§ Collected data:
"""

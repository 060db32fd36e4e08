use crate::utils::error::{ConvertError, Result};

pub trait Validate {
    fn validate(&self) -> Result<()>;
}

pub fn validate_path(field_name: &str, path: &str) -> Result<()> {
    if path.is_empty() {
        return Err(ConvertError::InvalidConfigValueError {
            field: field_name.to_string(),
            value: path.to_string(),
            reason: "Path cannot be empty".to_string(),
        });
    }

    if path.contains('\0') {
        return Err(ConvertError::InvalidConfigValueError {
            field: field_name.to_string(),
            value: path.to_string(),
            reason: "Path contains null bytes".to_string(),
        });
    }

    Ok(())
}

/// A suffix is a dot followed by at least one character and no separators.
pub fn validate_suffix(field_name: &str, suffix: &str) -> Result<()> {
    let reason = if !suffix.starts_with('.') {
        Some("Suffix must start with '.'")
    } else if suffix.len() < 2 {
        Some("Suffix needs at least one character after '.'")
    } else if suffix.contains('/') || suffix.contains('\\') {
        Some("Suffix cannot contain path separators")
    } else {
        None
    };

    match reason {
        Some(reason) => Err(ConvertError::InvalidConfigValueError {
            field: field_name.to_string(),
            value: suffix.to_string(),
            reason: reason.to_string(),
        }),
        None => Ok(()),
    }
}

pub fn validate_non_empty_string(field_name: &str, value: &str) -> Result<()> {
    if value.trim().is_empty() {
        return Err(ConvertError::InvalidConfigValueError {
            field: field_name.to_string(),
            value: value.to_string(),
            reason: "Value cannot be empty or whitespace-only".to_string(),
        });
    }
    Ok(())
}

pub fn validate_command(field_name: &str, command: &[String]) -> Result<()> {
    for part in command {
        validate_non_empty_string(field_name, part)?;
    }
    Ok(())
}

"""
"""

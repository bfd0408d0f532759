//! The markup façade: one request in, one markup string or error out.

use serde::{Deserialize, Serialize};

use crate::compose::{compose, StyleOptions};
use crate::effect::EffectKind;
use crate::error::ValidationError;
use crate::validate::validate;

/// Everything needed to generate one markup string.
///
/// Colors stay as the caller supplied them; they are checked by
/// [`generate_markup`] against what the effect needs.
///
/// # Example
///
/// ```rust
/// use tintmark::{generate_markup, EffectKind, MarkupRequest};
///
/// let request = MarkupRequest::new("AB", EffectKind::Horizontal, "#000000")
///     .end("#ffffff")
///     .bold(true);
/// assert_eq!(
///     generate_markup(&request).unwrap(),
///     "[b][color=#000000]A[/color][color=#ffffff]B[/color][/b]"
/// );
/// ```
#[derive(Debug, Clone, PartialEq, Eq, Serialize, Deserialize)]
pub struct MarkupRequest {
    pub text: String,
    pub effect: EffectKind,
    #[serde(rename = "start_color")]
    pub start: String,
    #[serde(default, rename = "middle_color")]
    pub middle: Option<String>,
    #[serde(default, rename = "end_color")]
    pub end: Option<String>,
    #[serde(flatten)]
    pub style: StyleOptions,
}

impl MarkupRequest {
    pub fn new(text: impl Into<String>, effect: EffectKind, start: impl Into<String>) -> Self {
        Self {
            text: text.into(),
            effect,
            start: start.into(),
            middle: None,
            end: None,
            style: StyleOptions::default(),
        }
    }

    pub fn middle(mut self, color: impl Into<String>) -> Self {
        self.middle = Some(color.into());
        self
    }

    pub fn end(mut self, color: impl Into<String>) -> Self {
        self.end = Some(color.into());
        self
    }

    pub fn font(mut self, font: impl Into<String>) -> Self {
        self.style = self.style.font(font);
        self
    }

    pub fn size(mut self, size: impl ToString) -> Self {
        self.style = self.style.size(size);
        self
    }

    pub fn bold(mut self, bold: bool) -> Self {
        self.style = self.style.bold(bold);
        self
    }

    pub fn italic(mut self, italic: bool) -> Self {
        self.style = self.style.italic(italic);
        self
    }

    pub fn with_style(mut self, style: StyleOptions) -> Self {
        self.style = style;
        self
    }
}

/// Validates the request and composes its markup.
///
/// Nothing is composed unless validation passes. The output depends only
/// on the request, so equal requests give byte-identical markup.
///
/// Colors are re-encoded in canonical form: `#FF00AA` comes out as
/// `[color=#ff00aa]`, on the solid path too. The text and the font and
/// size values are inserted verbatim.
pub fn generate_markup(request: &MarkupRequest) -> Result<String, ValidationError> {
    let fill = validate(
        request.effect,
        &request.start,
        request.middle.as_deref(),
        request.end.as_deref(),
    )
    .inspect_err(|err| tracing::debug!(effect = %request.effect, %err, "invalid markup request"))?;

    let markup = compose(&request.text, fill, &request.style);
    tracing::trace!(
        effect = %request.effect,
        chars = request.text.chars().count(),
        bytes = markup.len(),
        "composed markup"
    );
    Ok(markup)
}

"""

§ Problem to solve: Find the word "serde" in the entries above and gather every line that holds it.

§ Exercise solution:
use serde::{Deserialize, Serialize};
    #[serde(rename = "start_color")]
    #[serde(default, rename = "middle_color")]
    #[serde(default, rename = "end_color")]
    #[serde(flatten)]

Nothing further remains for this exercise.